Kukoos: Lost Pets

Publisher Modus is having an extremely ambitious year. Not only did they attempt to revive the PS2-era style of hack-‘n-slash games with the enormous and lofty Soulstice (developed by Reply Game Studios), but before the year is up, they intend to steal a little bit of Mario’s pie with Kukoos: Lost Pets. And this is happening in a year when there’s actually a pretty decent 3D Sonic game out. This is a risky proposition. But since there’s not been a new 3D Mario game since Super Mario Odyssey back in 2017, unless you count the criminally short Bowser’s Fury (which was more of an add-on than a new game), maybe the landscape is ripe for a Mario-style 3D platformer.

Kukoos: Lost Pets (by developer Petit Fabrik) is a charming 3D platformer in the vein of Super Mario 3D World.
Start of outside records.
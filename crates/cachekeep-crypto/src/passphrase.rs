//! Passphrase text cipher
//!
//! Armored layout (base64, standard alphabet):
//!
//! ```text
//! version (1) || salt (16) || nonce (12) || ciphertext || tag (16)
//! ```
//!
//! A fresh salt and nonce are drawn for every call, so encrypting the same
//! text twice never produces the same armor.

use std::fmt;
use std::num::NonZeroU32;

use base64::{engine::general_purpose::STANDARD as BASE64, Engine};
use secrecy::{ExposeSecret, SecretString};

use crate::cipher::{self, NONCE_SIZE, TAG_SIZE};
use crate::kdf::{self, DEFAULT_ITERATIONS, SALT_SIZE};
use crate::{CryptoError, Result};

/// Armor format version written as the first byte
pub const FORMAT_VERSION: u8 = 1;

const HEADER_SIZE: usize = 1 + SALT_SIZE;

/// Symmetric text encryption keyed by a caller-supplied passphrase.
///
/// Output of `encrypt` must itself be valid text so it can be stored through
/// any plain text channel.
pub trait TextCipher: Send + Sync {
    /// Encrypt `plaintext`, returning armored text.
    fn encrypt(&self, plaintext: &str, passphrase: &SecretString) -> Result<String>;

    /// Decrypt armored text produced by `encrypt`.
    ///
    /// A wrong passphrase or damaged armor must fail with
    /// [`CryptoError::Decryption`] rather than yield different plaintext.
    fn decrypt(&self, armored: &str, passphrase: &SecretString) -> Result<String>;
}

/// Default cipher: PBKDF2-HMAC-SHA256 key derivation + ChaCha20-Poly1305.
#[derive(Clone, Copy, PartialEq, Eq)]
pub struct PassphraseCipher {
    iterations: NonZeroU32,
}

impl PassphraseCipher {
    pub fn new() -> Self {
        Self::with_iterations(DEFAULT_ITERATIONS)
    }

    /// Use a custom PBKDF2 iteration count. Zero is treated as one.
    ///
    /// Entries must be read back with the same count they were written with.
    pub fn with_iterations(iterations: u32) -> Self {
        Self {
            iterations: NonZeroU32::new(iterations).unwrap_or(NonZeroU32::MIN),
        }
    }

    pub fn iterations(&self) -> u32 {
        self.iterations.get()
    }
}

impl Default for PassphraseCipher {
    fn default() -> Self {
        Self::new()
    }
}

impl fmt::Debug for PassphraseCipher {
    fn fmt(&self, f: &mut fmt::Formatter<'_>) -> fmt::Result {
        f.debug_struct("PassphraseCipher")
            .field("iterations", &self.iterations)
            .finish()
    }
}

impl TextCipher for PassphraseCipher {
    fn encrypt(&self, plaintext: &str, passphrase: &SecretString) -> Result<String> {
        let salt = kdf::generate_salt()?;
        let key = kdf::derive_key(
            passphrase.expose_secret().as_bytes(),
            &salt,
            self.iterations,
        );
        let sealed = cipher::seal(&key[..], plaintext.as_bytes())?;

        let mut raw = Vec::with_capacity(HEADER_SIZE + sealed.len());
        raw.push(FORMAT_VERSION);
        raw.extend_from_slice(&salt);
        raw.extend_from_slice(&sealed);

        Ok(BASE64.encode(raw))
    }

    fn decrypt(&self, armored: &str, passphrase: &SecretString) -> Result<String> {
        let raw = BASE64
            .decode(armored.trim())
            .map_err(|_| CryptoError::Decryption)?;

        if raw.len() < HEADER_SIZE + NONCE_SIZE + TAG_SIZE {
            return Err(CryptoError::Decryption);
        }
        if raw[0] != FORMAT_VERSION {
            tracing::debug!(version = raw[0], "unknown cipher armor version");
            return Err(CryptoError::Decryption);
        }

        let (salt, sealed) = raw[1..].split_at(SALT_SIZE);
        let key = kdf::derive_key(
            passphrase.expose_secret().as_bytes(),
            salt,
            self.iterations,
        );
        let plaintext = cipher::open(&key[..], sealed)?;

        String::from_utf8(plaintext.to_vec()).map_err(|_| CryptoError::Decryption)
    }
}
By this I mean that it’s a 3D platformer that’s largely on rails. Yes, you can walk toward and away from the camera, but stage layouts are generally designed to funnel you in one particular direction along narrow paths rather than giving you the freedom to explore a full 3D world.
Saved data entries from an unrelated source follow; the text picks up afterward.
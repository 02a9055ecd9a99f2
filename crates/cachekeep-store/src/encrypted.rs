//! Encrypted local cache
//!
//! Wraps any [`TextChannel`] so content is encrypted before it reaches the
//! disk and decrypted after it comes back. Even if someone gets the cache
//! directory, they get ciphertext.
//!
//! The passphrase is borrowed for the duration of one call and never stored.

use cachekeep_crypto::{SecretString, TextCipher};

use crate::name::EntryPath;
use crate::text::TextChannel;
use crate::{CacheError, Result};

/// A [`TextChannel`] that encrypts on write and decrypts on read.
pub struct EncryptedText<'a, I, C: ?Sized> {
    inner: I,
    cipher: &'a C,
    passphrase: &'a SecretString,
}

impl<'a, I, C> EncryptedText<'a, I, C>
where
    I: TextChannel,
    C: TextCipher + ?Sized,
{
    pub fn new(inner: I, cipher: &'a C, passphrase: &'a SecretString) -> Self {
        Self {
            inner,
            cipher,
            passphrase,
        }
    }
}

impl<I, C> TextChannel for EncryptedText<'_, I, C>
where
    I: TextChannel,
    C: TextCipher + ?Sized,
{
    fn write_text(&self, entry: &EntryPath, text: &str) -> Result<()> {
        let armored = self
            .cipher
            .encrypt(text, self.passphrase)
            .map_err(|e| CacheError::write_failed(entry, e))?;
        self.inner.write_text(entry, &armored)
    }

    /// Read errors pass through unchanged; only a failure to decrypt what was
    /// read becomes [`CacheError::DecryptFailed`].
    fn read_text(&self, entry: &EntryPath) -> Result<String> {
        let armored = self.inner.read_text(entry)?;
        self.cipher
            .decrypt(&armored, self.passphrase)
            .map_err(|source| CacheError::DecryptFailed {
                name: entry.name().to_string(),
                source,
            })
    }
}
Admittedly, this lack of freedom does feel a little disappointing, especially coming hot off of Sonic Frontiers, which was hugely explorable. I do prefer more open-style 3D platformers to these linear ones — the exception being Crash Bandicoot, but Crash relies on some mad-genius-level stage design that prevents their linearity from being a dealbreaker. Plus, I just have a ton of nostalgia for Crash.

Kukoos: Lost Pets

But Kukoos: Lost Pets feels comfortable in its lane, and I can’t really fault it for not attempting to satisfy my particular tastes. I’m far from the only person playing these games, after all.

Admittedly, the game starts off extremely slow. Like, pouring-concrete-into-your-boots slow. For the first hour, I found myself frustratedly mashing buttons to skip the absurdly long story sequences — most of which could have been summed up in a sentence or two. And in the tutorial section, the game relentlessly hammers its mechanics into your head. Seriously, when I first started playing, I wasn’t sure I was going to make it through this one.
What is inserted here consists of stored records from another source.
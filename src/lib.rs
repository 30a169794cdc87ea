//! Transactional outbox relay.
//!
//! Producers write [`model::OutboxMessage`]s through a [`store::OutboxStore`]
//! inside their own unit of work; [`worker::OutboxWorker`]s lease them in
//! batches and hand them to a [`dispatch::OutboxDispatcher`], giving
//! at-least-once delivery across crashes and competing workers.

pub mod config;
pub mod db;
pub mod dispatch;
pub mod model;
pub mod store;
pub mod worker;

pub use dispatch::{DispatchOutcome, OutboxDispatcher};
pub use model::{MessageStatus, OutboxMessage};
pub use store::{OutboxStore, StoreError};
pub use worker::{OutboxWorker, WorkerGroup};
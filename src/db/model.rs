//! Row models for the `outbox_messages` table.
//!
//! Keep these structs focused on the data returned by queries. Conversion
//! into domain types happens here so repositories stay SQL-only.

use chrono::{DateTime, Utc};
use serde::Serialize;
use uuid::Uuid;

use crate::model::{MessageStatus, OutboxMessage};
use crate::store::StoreError;

/// Raw row as stored; timestamps are epoch milliseconds.
#[derive(Debug, Clone, sqlx::FromRow)]
pub struct OutboxRow {
    pub seq: i64,
    pub id: String,
    pub occurred_on_ms: i64,
    pub message_type: String,
    pub payload: String,
    pub correlation_id: String,
    pub causation_id: String,
    pub status: String,
    pub processed_on_ms: Option<i64>,
    pub error: Option<String>,
    pub attempt_count: i64,
    pub lease_expires_at_ms: Option<i64>,
}

impl TryFrom<OutboxRow> for OutboxMessage {
    type Error = StoreError;

    fn try_from(row: OutboxRow) -> Result<Self, Self::Error> {
        let id = Uuid::parse_str(&row.id)
            .map_err(|err| StoreError::Corrupt(format!("id {:?}: {err}", row.id)))?;
        let status = MessageStatus::parse_status(&row.status)
            .ok_or_else(|| StoreError::Corrupt(format!("status {:?} for {id}", row.status)))?;
        let attempt_count = u32::try_from(row.attempt_count)
            .map_err(|_| StoreError::Corrupt(format!("attempt_count {} for {id}", row.attempt_count)))?;
        Ok(OutboxMessage {
            id,
            occurred_on: ms_to_dt(row.occurred_on_ms)?,
            message_type: row.message_type,
            payload: row.payload,
            correlation_id: row.correlation_id,
            causation_id: row.causation_id,
            status,
            processed_on: row.processed_on_ms.map(ms_to_dt).transpose()?,
            error: row.error,
            attempt_count,
            lease_expires_at: row.lease_expires_at_ms.map(ms_to_dt).transpose()?,
        })
    }
}

/// Number of messages per status, as shown by the admin tool.
#[derive(Debug, Clone, Default, PartialEq, Eq, Serialize)]
pub struct StatusCounts {
    pub pending: i64,
    pub reserved: i64,
    pub processed: i64,
    pub failed: i64,
}

impl StatusCounts {
    pub fn total(&self) -> i64 {
        self.pending + self.reserved + self.processed + self.failed
    }
}

pub fn dt_to_ms(dt: DateTime<Utc>) -> i64 {
    dt.timestamp_millis()
}

pub fn ms_to_dt(ms: i64) -> Result<DateTime<Utc>, StoreError> {
    DateTime::<Utc>::from_timestamp_millis(ms)
        .ok_or_else(|| StoreError::Corrupt(format!("timestamp {ms} out of range")))
}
But if you can get through the way-too-long story and tutorial sequences, the game suddenly becomes very enjoyable. A huge part of this is that it’s constantly introducing clever new elements that are genuinely fun to play around with.

Kukoos: Lost Pets

The Apocalypticoach world, for example, introduces train rides and a platform that you carry around with you and can swing from to reach high-up places and cross wide chasms. Once I figured out the swing mechanic, I had a ton of fun with this. There’s also a Roomba that you can ride on to turn garbage bags into coins, and one stage where you have to ascend a building via a maze of revolving doors.

And it keeps on going. The World War Twee world lets you get inside a tire and roll down a half-pipe like Sonic the Hedgehog in Sonic 2. And in the Haunted Pirate Pizzeria world, you get to transform into a pirate ghost that can float on the wind and move through some solid objects. You also have cauldrons of glue you can dunk yourself in to stick to walls, and you can even steer a pirate ship at one point. The game is constantly throwing new toys at you and letting you play with them.

But it’s not all gravy. As I mentioned earlier, the beginning section is almost unbearably slow. Further, you’re going to do a lot of fighting against the camera. Every year, I hope we’ve seen the end of the camera struggle, and every year, at least one or two games come out to prove me wrong. Kukoos is one of those games in 2022.

Kukoos: Lost Pets

There are also some weird text issues, like the “CHARACTER NAME” text in the image above. And the last few levels use lack of checkpoints as a crutch to ramp up the difficulty, which is odd because most of the game has checkpoints to spare. In fact, one of the final levels is this absolutely brilliant climb inside a mechanical frog that’s swaying back and forth, but there’s not a single checkpoint in the entire level. It went from incredibly thrilling to teeth-gnashingly tedious really fast. Thankfully, the level is pretty short, but there’s one section where you have to make several tricky jumps in a row, and it would have been so much more manageable if there were a checkpoint in front of it.

Also, this is neither here nor there, but there’s an enemy type that marches toward you going, “Yep, yep, yep, yep,” and they’re called coaches for some reason. I can’t help but point out that Petit Fabrik missed out on a golden opportunity by not calling them “yep men.” But I digress…

In the end Kukoos: Lost Pets does exactly what it sets out to do. It offers a 3D platformer in the style of Super Mario 3D World, and it keeps things fresh throughout its fairly short runtime by relentlessly throwing good ideas at you. Yes, it’s rough around the edges, but if you can get past its flaws, you’ll find something that’s surprisingly enjoyable. If you have a hunger for 3D platformers, Kukoos is a nice little appetizer to tide you over until the next huge-budget release from the Big N.

Disclaimer: I was given a review code for Kukoos: Lost Pets for PS4 — which I played on PS5 — but the opinions expressed in this article are my own.